On Walden Pond, when the ice just begins to melt, a layer of water about an inch deep forms above the solid block below. On a waning, overcast day, the pond takes on a mirror effect, echoing the encircling tree line. Fog rises from the banks, shrouding the scene in an ephemeral beauty. Drifting on the surface, a cast-off plastic Target bag punctuates just how transitory Henry David Thoreau’s idyllic forest home is—and perhaps always was.
Photographer Sam “S.B.” Walker ’10 captured this haunting moment during his four-year project chronicling the present-day state of the iconic area for Walden, a series of 58 black-and-white photographs. Kehrer Verlag published the images last spring in a book by the same name, commemorating the bicentennial of Thoreau’s birth.

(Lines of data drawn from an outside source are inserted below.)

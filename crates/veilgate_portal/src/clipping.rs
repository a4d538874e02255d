use bytemuck::{Pod, Zeroable};
use glam::{Vec3, Vec4};
use tracing::trace;

use veilgate_shared::bounds::Aabb;
use veilgate_shared::camera::Eye;
use veilgate_shared::geometry::Ray;
use veilgate_shared::transform::Transform;

use crate::backend::TextureHandle;
use crate::frame::FrameContext;
use crate::portal::{PortalId, PortalScene};
use crate::surface::{PortalSurface, FORCE_EYE_NONE};

const CORNER_PADDING: f32 = 0.05;
/// Room behind the eye, for a viewer walking backwards into a portal.
const EYE_PADDING: f32 = 0.2;
/// Distance of the mask in front of the near plane.
const MASK_NEAR_OFFSET: f32 = 0.01;
/// Added to the scaled near distance when testing the near box against a trigger.
const INTERSECT_NEAR_PADDING: f32 = 0.01;
pub const MAX_CLIP_VERTICES: usize = 5;

/// Fan over the five mask vertices, vertex 0 shared by every triangle.
pub const CLIP_INDICES: [u16; 9] = [0, 1, 2, 0, 3, 1, 0, 4, 3];

#[repr(C)]
#[derive(Debug, Copy, Clone, PartialEq, Pod, Zeroable)]
pub struct ClipVertex {
    pub position: [f32; 3],
}

/// Polygon covering the part of an eye's near plane that lies past a portal.
/// Vertices are local to `origin`, a frame just in front of the near plane.
#[derive(Debug, Clone, PartialEq)]
pub struct ClippingMesh {
    pub eye: Eye,
    pub origin: Transform,
    pub vertices: [ClipVertex; MAX_CLIP_VERTICES],
    /// Distinct polygon corners, 3 to 5.
    pub corner_count: usize,
}

impl ClippingMesh {
    pub fn vertex_bytes(&self) -> &[u8] {
        bytemuck::cast_slice(&self.vertices)
    }

    pub fn index_bytes() -> &'static [u8] {
        bytemuck::cast_slice(&CLIP_INDICES)
    }

    pub fn world_vertices(&self) -> [Vec3; MAX_CLIP_VERTICES] {
        self.vertices
            .map(|v| self.origin.transform_point(Vec3::from_array(v.position)))
    }
}

/// Mask state for the portal closest to the viewer, copied from its surface.
#[derive(Debug, Clone, PartialEq)]
pub struct ClippingMask {
    pub portal: PortalId,
    pub left: Option<ClippingMesh>,
    pub right: Option<ClippingMesh>,
    pub fade_color: Vec4,
    pub distance_blend: f32,
    pub texture_left: Option<TextureHandle>,
    pub texture_right: Option<TextureHandle>,
    pub force_eye: i32,
}

impl ClippingMask {
    pub fn is_visible(&self) -> bool {
        self.left.is_some() || self.right.is_some()
    }
}

/// World-space near-plane corners of `eye`, ordered bottom-left, top-left,
/// top-right, bottom-right.
pub fn frustum_near_corners(ctx: &FrameContext<'_>, eye: Eye) -> [Vec3; 4] {
    frustum_corners_at(ctx, eye, ctx.near)
}

fn frustum_corners_at(ctx: &FrameContext<'_>, eye: Eye, near: f32) -> [Vec3; 4] {
    ctx.eye_camera(eye).world_frustum_corners(near / ctx.viewer_scale())
}

/// Larger of the two depth-scale ratios between a portal and its partner.
fn pair_scale_factor(entry: &PortalSurface, exit: &PortalSurface) -> f32 {
    let ratio = entry.transform.scale.z / exit.transform.scale.z;
    if ratio.is_finite() && ratio > 0.0 {
        ratio.max(ratio.recip())
    } else {
        1.0
    }
}

/// Corners of `eye` just past its near plane when they touch the trigger
/// volume of `portal`. Portals without a partner or a trigger never intersect.
pub fn frustum_intersects_portal(ctx: &FrameContext<'_>, scene: &PortalScene, portal: PortalId, eye: Eye) -> Option<[Vec3; 4]> {
    let entry = scene.get(portal)?;
    let exit = scene.surface(entry.other?)?;
    let trigger = entry.transporter.as_ref()?.trigger_bounds?;
    let surface = entry.surface.as_ref()?;

    let center = ctx.viewer.position;
    let facing = (surface.plane().closest_point(center) - center).dot(surface.forward());
    if facing < -ctx.stereo_near_margin() {
        return None;
    }

    // A scaled pair shrinks the view on one side, so look further ahead.
    let near = ctx.near * pair_scale_factor(surface, exit) + INTERSECT_NEAR_PADDING;
    let corners = frustum_corners_at(ctx, eye, near);
    let mut near_box = Aabb::from_center_size(corners[0], Vec3::splat(CORNER_PADDING));
    for corner in &corners[1..] {
        near_box.encapsulate(&Aabb::from_center_size(*corner, Vec3::splat(CORNER_PADDING)));
    }
    near_box.encapsulate(&Aabb::from_center_size(
        ctx.eye_camera(eye).position(),
        Vec3::splat(EYE_PADDING),
    ));

    near_box.intersects(&trigger).then_some(corners)
}

/// Largest distance a near-plane corner of either eye reaches past the plane
/// of `portal`, or zero when neither eye's near box touches its trigger.
pub fn near_clipping_offset(ctx: &FrameContext<'_>, scene: &PortalScene, portal: PortalId) -> f32 {
    let left = frustum_intersects_portal(ctx, scene, portal, Eye::Left);
    let right = if ctx.is_stereo() {
        frustum_intersects_portal(ctx, scene, portal, Eye::Right)
    } else {
        None
    };
    if left.is_none() && right.is_none() {
        return 0.0;
    }
    let Some(surface) = scene.surface(portal) else {
        return 0.0;
    };

    let plane = surface.plane();
    let forward = surface.forward();
    let mut corners: Vec<Vec3> = frustum_near_corners(ctx, Eye::Left).to_vec();
    if ctx.is_stereo() {
        corners.extend(frustum_near_corners(ctx, Eye::Right));
    }

    corners
        .into_iter()
        .filter_map(|corner| {
            let to_plane = plane.closest_point(corner) - corner;
            (to_plane.dot(forward) < 0.0).then(|| to_plane.length())
        })
        .fold(0.0, f32::max)
}

/// Mask polygon for `eye` against `portal`, or `None` when the eye's near
/// plane does not cross it with at least three corners.
pub fn build_clipping_mesh(ctx: &FrameContext<'_>, scene: &PortalScene, portal: PortalId, eye: Eye) -> Option<ClippingMesh> {
    let corners = frustum_intersects_portal(ctx, scene, portal, eye)?;
    let surface = scene.surface(portal)?;
    let plane = surface.plane();
    let forward = surface.forward();

    let mut points: Vec<Vec3> = Vec::with_capacity(MAX_CLIP_VERTICES);
    for i in 0..4 {
        let corner = corners[i];
        let facing = (plane.closest_point(corner) - corner).dot(forward);
        if facing < 0.0 {
            points.push(corner);
            continue;
        }
        for neighbour in [corners[(i + 3) % 4], corners[(i + 1) % 4]] {
            let ray = Ray::new(corner, neighbour - corner);
            if let Some(enter) = plane.raycast(&ray) {
                if enter < corner.distance(neighbour) {
                    points.push(ray.at(enter));
                }
            }
        }
    }

    if points.len() < 3 {
        trace!("Clipping mask for {portal} ({eye:?}) degenerate with {} corners", points.len());
        return None;
    }
    points.truncate(MAX_CLIP_VERTICES);

    let viewer = ctx.center_camera();
    let origin = Transform::from_position_rotation(
        viewer.position() + viewer.forward() * (ctx.near + MASK_NEAR_OFFSET),
        viewer.rotation(),
    );
    let local: Vec<Vec3> = points
        .iter()
        .map(|p| origin.inverse_transform_point(*p))
        .collect();

    let (v3, v4) = match local.len() {
        3 => (local[2], local[2]),
        4 => (local[3], local[3]),
        _ => (local[4], local[3]),
    };
    let vertices = [local[2], local[0], local[1], v3, v4].map(|p| ClipVertex {
        position: p.to_array(),
    });

    Some(ClippingMesh {
        eye,
        origin,
        vertices,
        corner_count: local.len(),
    })
}

/// Mask for the portal nearest the viewer, with both eyes in stereo.
pub fn build_clipping_mask(ctx: &FrameContext<'_>, scene: &PortalScene, portal: PortalId) -> Option<ClippingMask> {
    let surface = scene.surface(portal)?;
    let material = &surface.material;
    let left = build_clipping_mesh(ctx, scene, portal, Eye::Left);
    let (right, texture_right, force_eye) = if ctx.is_stereo() {
        (
            build_clipping_mesh(ctx, scene, portal, Eye::Right),
            material.texture_right,
            FORCE_EYE_NONE,
        )
    } else {
        (None, None, Eye::Left.index())
    };

    Some(ClippingMask {
        portal,
        left,
        right,
        fade_color: material.fade_color,
        distance_blend: material.current_distance_blend,
        texture_left: material.texture_left,
        texture_right,
        force_eye,
    })
}

#[cfg(test)]
mod tests {
    use std::f32::consts::PI;

    use glam::{Mat4, Quat, Vec3};

    use super::{
        build_clipping_mask, build_clipping_mesh, frustum_intersects_portal, near_clipping_offset, ClippingMesh,
        CLIP_INDICES,
    };
    use crate::frame::FrameContext;
    use crate::portal::{Portal, PortalId, PortalScene};
    use crate::settings::RendererSettings;
    use crate::surface::PortalSurface;
    use crate::transporter::PortalTransporter;
    use veilgate_shared::bounds::Aabb;
    use veilgate_shared::camera::Eye;
    use veilgate_shared::transform::Transform;

    fn scene() -> (PortalScene, PortalId) {
        let mut scene = PortalScene::new();
        let trigger = Aabb::from_center_size(Vec3::ZERO, Vec3::new(2.0, 2.0, 1.0));
        let a = scene.add(
            Portal::new("a", PortalSurface::rectangle(Transform::IDENTITY, 2.0, 2.0))
                .with_transporter(PortalTransporter::new(trigger)),
        );
        let b = scene.add(Portal::new(
            "b",
            PortalSurface::rectangle(Transform::from_position(Vec3::new(0.0, 0.0, 20.0)), 2.0, 2.0),
        ));
        scene.link(a, b);
        (scene, a)
    }

    fn frame(settings: &RendererSettings, viewer: Transform) -> FrameContext<'_> {
        FrameContext {
            settings,
            viewer,
            projection: Mat4::perspective_rh_gl(90.0_f32.to_radians(), 1.0, 0.1, 100.0),
            near: 0.1,
            far: 100.0,
            stereo: None,
            ignore_culling_for: None,
            skybox: None,
        }
    }

    /// Viewer on the front side of portal `a`, looking into it, `z` in front of the plane.
    fn viewer_at(z: f32, yaw: f32) -> Transform {
        Transform::from_position_rotation(Vec3::new(0.0, 0.0, z), Quat::from_rotation_y(PI + yaw))
    }

    #[test]
    fn far_viewer_does_not_touch_the_portal() {
        let settings = RendererSettings::default();
        let (scene, a) = scene();
        let ctx = frame(&settings, viewer_at(-3.0, 0.0));
        assert!(frustum_intersects_portal(&ctx, &scene, a, Eye::Left).is_none());
        assert_eq!(near_clipping_offset(&ctx, &scene, a), 0.0);
        assert!(build_clipping_mesh(&ctx, &scene, a, Eye::Left).is_none());
    }

    #[test]
    fn straddling_viewer_gets_an_offset_and_a_mask() {
        let settings = RendererSettings::default();
        let (scene, a) = scene();
        // Eye 5 cm in front of the plane, turned so one side of the near plane crosses it.
        let ctx = frame(&settings, viewer_at(-0.05, 1.2));

        let offset = near_clipping_offset(&ctx, &scene, a);
        assert!(offset > 0.0 && offset < 0.2, "{offset}");

        let mesh = build_clipping_mesh(&ctx, &scene, a, Eye::Left).expect("mask");
        assert!((3..=5).contains(&mesh.corner_count));
        for p in mesh.world_vertices() {
            assert!(p.z >= -1.0e-4, "mask vertex {p} in front of the portal");
        }
    }

    #[test]
    fn looking_straight_through_masks_the_whole_near_plane() {
        let settings = RendererSettings::default();
        let (scene, a) = scene();
        let ctx = frame(&settings, viewer_at(-0.05, 0.0));
        let mesh = build_clipping_mesh(&ctx, &scene, a, Eye::Left).expect("mask");
        assert_eq!(mesh.corner_count, 4);
        assert_eq!(mesh.vertex_bytes().len(), 5 * 12);
        assert_eq!(ClippingMesh::index_bytes().len(), CLIP_INDICES.len() * 2);
    }

    #[test]
    fn near_plane_short_of_the_portal_is_degenerate() {
        let settings = RendererSettings::default();
        let (scene, a) = scene();
        let ctx = frame(&settings, viewer_at(-0.15, 0.0));
        assert!(frustum_intersects_portal(&ctx, &scene, a, Eye::Left).is_some());
        assert!(build_clipping_mesh(&ctx, &scene, a, Eye::Left).is_none());

        let mask = build_clipping_mask(&ctx, &scene, a).unwrap();
        assert!(!mask.is_visible());
        assert_eq!(mask.force_eye, 0);
        assert_eq!(mask.portal, a);
    }

    /// Portal `a` with a 2 cm deep trigger, linked to `b` at `exit_scale`.
    fn thin_trigger_scene(exit_scale: f32) -> (PortalScene, PortalId) {
        let mut scene = PortalScene::new();
        let trigger = Aabb::from_center_size(Vec3::ZERO, Vec3::new(2.0, 2.0, 0.02));
        let a = scene.add(
            Portal::new("a", PortalSurface::rectangle(Transform::IDENTITY, 2.0, 2.0))
                .with_transporter(PortalTransporter::new(trigger)),
        );
        let b_pose = Transform::from_position(Vec3::new(0.0, 0.0, 20.0)).with_scale(Vec3::splat(exit_scale));
        let b = scene.add(Portal::new("b", PortalSurface::rectangle(b_pose, 2.0, 2.0)));
        scene.link(a, b);
        (scene, a)
    }

    #[test]
    fn scaled_pairs_test_the_near_box_further_ahead() {
        let settings = RendererSettings::default();
        let ctx = frame(&settings, viewer_at(-0.2, 0.0));

        let (scene, a) = thin_trigger_scene(1.0);
        assert!(frustum_intersects_portal(&ctx, &scene, a, Eye::Left).is_none());

        // Either direction of the ratio widens the test the same way.
        for scale in [2.0, 0.5] {
            let (scene, a) = thin_trigger_scene(scale);
            let corners = frustum_intersects_portal(&ctx, &scene, a, Eye::Left).expect("near box reaches the trigger");
            for corner in corners {
                assert!((corner.z - 0.01).abs() < 1.0e-4, "{corner}");
            }
        }
    }
}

Target bag, ice melt is representative of this series, which examines human impact on a sacred space. “There are, without a doubt, sacred spaces, even with evidence of society,” Walker says. “Thoreau was open about the fact that Walden was a fairly humble place, and it continues to be today. The Target bag is—among other things—a reminder of that, in effect bringing the place back down to earth.”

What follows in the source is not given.